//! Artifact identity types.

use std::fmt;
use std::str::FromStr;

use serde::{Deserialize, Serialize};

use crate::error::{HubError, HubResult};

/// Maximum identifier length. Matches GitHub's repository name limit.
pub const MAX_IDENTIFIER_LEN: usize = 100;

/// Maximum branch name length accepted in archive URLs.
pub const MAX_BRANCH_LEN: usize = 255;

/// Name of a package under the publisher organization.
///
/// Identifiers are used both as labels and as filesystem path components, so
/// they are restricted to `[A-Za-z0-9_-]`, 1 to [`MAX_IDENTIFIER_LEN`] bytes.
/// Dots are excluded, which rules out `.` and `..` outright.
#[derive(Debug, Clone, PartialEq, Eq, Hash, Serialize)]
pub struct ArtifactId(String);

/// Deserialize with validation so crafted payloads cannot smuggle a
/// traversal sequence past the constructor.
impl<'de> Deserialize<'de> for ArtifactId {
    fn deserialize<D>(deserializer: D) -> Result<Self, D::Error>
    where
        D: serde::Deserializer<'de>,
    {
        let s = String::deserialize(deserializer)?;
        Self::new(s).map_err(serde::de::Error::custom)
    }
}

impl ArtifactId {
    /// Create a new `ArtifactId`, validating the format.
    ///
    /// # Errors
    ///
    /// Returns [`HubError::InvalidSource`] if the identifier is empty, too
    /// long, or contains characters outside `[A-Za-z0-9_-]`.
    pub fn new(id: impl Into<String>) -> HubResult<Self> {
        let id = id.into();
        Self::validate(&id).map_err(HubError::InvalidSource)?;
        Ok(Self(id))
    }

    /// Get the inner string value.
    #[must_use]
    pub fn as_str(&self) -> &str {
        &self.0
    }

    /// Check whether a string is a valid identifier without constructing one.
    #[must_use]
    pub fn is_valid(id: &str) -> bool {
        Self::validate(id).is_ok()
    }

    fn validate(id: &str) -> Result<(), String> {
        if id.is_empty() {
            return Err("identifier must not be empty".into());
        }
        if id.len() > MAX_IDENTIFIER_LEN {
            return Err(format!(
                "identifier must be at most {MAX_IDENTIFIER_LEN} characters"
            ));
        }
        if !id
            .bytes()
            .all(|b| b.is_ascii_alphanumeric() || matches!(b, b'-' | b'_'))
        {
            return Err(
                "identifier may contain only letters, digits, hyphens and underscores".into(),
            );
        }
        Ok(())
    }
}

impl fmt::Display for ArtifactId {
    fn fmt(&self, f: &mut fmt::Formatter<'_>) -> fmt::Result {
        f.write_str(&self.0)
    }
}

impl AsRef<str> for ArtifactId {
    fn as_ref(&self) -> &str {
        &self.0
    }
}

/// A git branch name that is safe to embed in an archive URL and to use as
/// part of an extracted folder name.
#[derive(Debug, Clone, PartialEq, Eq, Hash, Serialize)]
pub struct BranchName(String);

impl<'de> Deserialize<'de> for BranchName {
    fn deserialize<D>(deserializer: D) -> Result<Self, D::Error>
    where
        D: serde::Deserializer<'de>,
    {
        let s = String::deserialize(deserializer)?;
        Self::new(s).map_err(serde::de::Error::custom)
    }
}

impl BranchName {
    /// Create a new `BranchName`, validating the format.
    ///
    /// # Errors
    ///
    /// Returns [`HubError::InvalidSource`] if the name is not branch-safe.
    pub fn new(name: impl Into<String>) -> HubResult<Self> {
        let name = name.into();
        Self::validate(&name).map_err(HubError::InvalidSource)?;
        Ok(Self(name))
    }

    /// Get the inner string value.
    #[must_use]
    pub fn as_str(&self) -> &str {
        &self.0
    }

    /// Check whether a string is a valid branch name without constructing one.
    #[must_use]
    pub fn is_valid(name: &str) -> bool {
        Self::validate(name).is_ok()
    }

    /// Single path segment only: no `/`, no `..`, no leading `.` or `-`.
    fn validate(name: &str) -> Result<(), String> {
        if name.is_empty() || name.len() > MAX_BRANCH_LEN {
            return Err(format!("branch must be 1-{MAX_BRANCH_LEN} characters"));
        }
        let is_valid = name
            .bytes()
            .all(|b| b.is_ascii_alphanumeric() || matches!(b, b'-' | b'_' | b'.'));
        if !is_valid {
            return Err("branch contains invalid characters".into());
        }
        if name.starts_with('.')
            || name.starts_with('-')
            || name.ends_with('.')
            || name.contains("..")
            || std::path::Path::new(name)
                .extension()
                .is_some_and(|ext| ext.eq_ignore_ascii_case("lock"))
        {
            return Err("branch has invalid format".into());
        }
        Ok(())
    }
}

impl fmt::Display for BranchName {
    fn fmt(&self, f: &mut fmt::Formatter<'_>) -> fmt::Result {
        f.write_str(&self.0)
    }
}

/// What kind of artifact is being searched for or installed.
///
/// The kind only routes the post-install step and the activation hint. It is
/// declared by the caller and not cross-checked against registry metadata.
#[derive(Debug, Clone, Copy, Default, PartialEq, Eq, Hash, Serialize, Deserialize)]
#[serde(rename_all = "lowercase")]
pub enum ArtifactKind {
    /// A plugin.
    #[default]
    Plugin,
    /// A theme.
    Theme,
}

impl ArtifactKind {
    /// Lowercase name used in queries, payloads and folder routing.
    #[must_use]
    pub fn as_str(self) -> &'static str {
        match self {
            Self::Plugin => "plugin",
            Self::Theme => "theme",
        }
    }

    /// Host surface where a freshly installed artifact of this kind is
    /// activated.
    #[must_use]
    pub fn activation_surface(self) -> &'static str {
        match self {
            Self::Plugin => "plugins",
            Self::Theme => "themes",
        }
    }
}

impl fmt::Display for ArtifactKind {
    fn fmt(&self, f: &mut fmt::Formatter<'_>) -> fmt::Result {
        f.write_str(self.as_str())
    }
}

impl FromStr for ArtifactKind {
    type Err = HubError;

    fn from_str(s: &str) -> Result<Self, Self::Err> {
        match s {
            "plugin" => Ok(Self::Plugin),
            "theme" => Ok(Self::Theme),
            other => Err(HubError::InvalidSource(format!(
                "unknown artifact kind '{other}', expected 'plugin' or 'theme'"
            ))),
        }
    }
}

++++++++

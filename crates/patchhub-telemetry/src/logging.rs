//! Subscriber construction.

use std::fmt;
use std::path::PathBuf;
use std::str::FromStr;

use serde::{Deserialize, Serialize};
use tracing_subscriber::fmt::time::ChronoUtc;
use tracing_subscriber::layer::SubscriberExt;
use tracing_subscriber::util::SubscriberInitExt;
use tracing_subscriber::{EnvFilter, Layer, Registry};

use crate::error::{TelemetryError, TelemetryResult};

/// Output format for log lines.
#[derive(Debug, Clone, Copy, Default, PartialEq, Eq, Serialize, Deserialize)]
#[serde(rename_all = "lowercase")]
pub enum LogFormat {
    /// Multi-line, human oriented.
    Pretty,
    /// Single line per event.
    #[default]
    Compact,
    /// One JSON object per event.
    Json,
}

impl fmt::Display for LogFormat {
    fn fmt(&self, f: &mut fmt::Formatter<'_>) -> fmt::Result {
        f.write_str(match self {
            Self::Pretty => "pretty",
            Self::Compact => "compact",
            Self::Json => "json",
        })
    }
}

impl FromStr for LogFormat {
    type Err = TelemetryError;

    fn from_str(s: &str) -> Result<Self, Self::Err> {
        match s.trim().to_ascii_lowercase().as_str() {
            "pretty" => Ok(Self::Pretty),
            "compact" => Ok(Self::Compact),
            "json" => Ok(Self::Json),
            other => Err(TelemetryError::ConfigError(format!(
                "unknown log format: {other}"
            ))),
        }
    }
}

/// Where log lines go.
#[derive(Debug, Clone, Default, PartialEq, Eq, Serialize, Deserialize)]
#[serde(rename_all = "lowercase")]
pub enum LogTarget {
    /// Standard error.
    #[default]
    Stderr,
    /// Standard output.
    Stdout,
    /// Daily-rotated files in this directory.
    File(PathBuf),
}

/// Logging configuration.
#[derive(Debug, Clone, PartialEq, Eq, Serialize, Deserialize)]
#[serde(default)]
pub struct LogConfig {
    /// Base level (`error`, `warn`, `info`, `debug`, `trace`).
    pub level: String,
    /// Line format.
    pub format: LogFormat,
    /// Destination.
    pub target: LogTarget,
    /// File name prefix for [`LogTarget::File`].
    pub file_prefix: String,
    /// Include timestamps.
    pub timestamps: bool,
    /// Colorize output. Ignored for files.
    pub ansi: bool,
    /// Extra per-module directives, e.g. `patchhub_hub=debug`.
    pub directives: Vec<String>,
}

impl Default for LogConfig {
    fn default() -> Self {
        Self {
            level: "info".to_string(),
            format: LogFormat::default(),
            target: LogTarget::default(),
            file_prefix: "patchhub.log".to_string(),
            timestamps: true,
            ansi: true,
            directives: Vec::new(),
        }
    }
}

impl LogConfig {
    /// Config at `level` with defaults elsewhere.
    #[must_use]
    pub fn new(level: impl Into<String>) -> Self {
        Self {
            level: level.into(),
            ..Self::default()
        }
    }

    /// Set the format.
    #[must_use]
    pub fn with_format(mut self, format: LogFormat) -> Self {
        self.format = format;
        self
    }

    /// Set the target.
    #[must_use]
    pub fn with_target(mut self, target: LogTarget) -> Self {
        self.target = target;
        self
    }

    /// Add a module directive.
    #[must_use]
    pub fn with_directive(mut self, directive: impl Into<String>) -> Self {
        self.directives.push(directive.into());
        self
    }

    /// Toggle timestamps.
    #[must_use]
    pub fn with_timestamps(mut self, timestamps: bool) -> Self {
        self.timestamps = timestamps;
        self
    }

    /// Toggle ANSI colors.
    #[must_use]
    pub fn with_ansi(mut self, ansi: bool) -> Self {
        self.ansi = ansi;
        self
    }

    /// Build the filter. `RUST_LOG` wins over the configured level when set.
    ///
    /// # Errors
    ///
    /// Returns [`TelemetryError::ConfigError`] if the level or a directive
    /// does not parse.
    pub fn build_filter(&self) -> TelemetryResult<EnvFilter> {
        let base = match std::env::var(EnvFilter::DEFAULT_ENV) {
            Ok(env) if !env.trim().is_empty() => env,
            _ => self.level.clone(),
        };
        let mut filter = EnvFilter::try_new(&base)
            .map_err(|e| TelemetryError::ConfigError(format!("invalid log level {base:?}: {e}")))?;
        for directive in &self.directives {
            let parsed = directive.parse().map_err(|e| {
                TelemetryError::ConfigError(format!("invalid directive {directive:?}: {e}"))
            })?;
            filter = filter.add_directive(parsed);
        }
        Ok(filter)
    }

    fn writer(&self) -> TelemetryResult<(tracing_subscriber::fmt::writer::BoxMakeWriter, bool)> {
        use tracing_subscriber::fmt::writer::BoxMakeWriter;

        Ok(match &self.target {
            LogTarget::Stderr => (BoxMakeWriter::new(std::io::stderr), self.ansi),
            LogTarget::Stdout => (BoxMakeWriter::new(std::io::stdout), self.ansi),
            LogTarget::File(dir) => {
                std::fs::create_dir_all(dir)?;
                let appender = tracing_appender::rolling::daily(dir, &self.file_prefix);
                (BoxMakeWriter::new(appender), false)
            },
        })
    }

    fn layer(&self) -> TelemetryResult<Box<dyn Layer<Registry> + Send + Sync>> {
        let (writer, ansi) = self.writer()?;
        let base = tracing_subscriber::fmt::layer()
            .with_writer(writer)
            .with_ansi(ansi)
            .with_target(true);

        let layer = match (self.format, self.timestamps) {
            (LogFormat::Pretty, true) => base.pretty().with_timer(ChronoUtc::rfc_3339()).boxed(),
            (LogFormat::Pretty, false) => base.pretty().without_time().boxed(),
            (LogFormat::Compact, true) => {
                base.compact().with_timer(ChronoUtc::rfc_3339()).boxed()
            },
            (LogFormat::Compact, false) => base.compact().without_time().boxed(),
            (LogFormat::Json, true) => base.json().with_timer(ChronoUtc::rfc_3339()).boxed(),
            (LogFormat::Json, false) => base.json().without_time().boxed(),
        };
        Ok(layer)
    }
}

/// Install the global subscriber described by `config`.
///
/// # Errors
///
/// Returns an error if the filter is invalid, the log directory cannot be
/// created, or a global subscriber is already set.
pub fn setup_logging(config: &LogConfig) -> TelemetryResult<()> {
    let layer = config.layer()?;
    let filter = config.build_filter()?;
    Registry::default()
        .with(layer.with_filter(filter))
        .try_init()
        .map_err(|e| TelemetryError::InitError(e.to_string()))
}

++++++++

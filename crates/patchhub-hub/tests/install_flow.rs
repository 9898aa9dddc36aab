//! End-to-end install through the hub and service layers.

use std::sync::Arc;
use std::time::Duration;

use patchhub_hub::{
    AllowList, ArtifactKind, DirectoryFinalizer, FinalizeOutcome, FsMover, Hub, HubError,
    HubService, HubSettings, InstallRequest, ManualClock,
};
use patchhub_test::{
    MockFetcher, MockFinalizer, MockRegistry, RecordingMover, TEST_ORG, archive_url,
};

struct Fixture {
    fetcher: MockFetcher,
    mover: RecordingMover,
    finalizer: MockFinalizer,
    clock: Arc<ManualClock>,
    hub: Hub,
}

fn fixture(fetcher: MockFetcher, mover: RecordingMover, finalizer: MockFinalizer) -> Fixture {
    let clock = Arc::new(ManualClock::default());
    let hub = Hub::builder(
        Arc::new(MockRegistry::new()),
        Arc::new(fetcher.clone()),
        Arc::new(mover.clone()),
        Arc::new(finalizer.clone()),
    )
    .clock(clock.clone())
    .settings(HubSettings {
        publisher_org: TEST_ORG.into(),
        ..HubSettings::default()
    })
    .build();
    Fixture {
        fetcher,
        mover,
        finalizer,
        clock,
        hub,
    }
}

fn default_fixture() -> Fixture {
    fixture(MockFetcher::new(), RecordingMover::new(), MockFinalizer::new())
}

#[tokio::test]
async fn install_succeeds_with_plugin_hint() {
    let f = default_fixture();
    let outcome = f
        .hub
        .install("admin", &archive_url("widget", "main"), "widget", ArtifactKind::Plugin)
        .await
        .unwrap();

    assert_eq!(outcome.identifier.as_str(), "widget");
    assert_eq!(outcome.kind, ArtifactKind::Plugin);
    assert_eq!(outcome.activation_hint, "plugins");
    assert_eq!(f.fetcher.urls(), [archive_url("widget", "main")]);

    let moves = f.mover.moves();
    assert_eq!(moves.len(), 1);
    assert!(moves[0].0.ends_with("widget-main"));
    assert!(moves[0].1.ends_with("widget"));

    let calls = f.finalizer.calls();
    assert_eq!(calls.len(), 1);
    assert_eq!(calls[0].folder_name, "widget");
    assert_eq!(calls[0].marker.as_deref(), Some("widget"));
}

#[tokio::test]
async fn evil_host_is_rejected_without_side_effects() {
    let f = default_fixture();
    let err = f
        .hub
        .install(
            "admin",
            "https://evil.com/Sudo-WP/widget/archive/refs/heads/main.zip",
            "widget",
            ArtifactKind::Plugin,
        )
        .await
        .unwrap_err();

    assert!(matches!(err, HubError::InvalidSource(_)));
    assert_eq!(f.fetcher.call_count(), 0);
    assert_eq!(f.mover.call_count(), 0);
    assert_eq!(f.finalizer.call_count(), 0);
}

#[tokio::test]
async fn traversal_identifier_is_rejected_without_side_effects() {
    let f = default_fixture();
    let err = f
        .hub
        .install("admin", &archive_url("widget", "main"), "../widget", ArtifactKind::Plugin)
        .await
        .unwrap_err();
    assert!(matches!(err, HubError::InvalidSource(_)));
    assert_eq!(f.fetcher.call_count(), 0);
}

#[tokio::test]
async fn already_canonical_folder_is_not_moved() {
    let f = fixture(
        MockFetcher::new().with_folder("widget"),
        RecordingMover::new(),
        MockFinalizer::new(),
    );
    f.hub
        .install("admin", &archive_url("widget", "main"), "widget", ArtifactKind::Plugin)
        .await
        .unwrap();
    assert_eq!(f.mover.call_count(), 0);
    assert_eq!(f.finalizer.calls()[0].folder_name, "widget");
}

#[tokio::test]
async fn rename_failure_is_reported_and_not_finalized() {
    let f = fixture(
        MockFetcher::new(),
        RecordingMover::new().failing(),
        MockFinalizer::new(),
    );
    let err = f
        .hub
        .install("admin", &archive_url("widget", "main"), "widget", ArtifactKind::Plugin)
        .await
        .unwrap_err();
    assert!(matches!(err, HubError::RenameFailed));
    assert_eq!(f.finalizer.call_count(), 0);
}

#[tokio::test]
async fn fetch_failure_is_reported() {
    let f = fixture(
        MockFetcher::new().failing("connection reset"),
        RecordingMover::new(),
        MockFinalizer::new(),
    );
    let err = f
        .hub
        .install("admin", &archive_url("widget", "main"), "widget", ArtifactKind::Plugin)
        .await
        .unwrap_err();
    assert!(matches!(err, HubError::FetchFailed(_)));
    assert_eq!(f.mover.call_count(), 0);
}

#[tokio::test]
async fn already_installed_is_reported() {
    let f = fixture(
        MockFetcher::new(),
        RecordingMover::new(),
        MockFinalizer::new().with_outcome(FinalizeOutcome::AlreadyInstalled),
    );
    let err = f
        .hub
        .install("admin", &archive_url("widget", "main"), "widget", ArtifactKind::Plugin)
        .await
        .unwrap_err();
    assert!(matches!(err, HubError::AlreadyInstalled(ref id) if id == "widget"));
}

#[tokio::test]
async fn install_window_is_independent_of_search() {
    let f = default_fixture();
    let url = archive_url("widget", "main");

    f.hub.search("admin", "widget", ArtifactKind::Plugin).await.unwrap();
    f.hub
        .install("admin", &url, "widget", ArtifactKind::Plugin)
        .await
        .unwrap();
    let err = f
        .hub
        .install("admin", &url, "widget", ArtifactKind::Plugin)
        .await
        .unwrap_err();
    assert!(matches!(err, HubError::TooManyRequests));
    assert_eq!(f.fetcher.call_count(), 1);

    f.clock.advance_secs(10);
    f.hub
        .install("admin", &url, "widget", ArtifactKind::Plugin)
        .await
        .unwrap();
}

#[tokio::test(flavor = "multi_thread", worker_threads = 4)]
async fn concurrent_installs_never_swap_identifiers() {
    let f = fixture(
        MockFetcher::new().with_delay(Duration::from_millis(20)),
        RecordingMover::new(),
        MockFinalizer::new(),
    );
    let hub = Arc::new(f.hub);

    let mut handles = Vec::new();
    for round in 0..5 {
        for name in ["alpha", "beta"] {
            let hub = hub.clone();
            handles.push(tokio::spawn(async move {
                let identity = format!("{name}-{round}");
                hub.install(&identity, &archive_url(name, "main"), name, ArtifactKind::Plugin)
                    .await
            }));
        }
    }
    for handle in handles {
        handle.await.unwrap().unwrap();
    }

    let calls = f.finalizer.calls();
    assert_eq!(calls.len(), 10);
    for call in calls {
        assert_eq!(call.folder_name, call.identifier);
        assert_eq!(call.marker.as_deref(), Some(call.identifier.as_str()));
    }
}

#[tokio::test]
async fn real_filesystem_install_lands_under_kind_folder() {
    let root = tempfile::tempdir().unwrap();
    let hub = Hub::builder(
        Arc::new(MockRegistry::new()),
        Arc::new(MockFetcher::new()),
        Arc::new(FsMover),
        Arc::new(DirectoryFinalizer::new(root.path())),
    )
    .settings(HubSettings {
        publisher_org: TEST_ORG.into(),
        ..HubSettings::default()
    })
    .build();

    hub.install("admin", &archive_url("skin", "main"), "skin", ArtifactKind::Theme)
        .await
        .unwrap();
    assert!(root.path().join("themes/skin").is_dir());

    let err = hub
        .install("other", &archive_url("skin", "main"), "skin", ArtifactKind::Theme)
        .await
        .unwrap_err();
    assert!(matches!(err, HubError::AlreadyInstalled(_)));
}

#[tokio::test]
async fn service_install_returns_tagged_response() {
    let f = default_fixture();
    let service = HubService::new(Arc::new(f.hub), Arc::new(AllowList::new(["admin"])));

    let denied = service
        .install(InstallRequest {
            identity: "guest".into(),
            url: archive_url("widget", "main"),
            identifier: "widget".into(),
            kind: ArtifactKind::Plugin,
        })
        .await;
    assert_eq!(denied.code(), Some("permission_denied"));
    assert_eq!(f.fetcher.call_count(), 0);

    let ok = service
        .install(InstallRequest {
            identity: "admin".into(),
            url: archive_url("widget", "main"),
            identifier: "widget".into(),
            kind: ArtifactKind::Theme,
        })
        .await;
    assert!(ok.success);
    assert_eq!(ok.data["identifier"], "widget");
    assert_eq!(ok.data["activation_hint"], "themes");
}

++++++++

WHAT NEEDS TO BE DONE:
Please return every line of the material above that includes "Copy".

TASK RESPONSE:
#[derive(Debug, Clone, Copy, Default, PartialEq, Eq, Hash, Serialize, Deserialize)]
#[derive(Debug, Clone, Copy, Default, PartialEq, Eq, Serialize, Deserialize)]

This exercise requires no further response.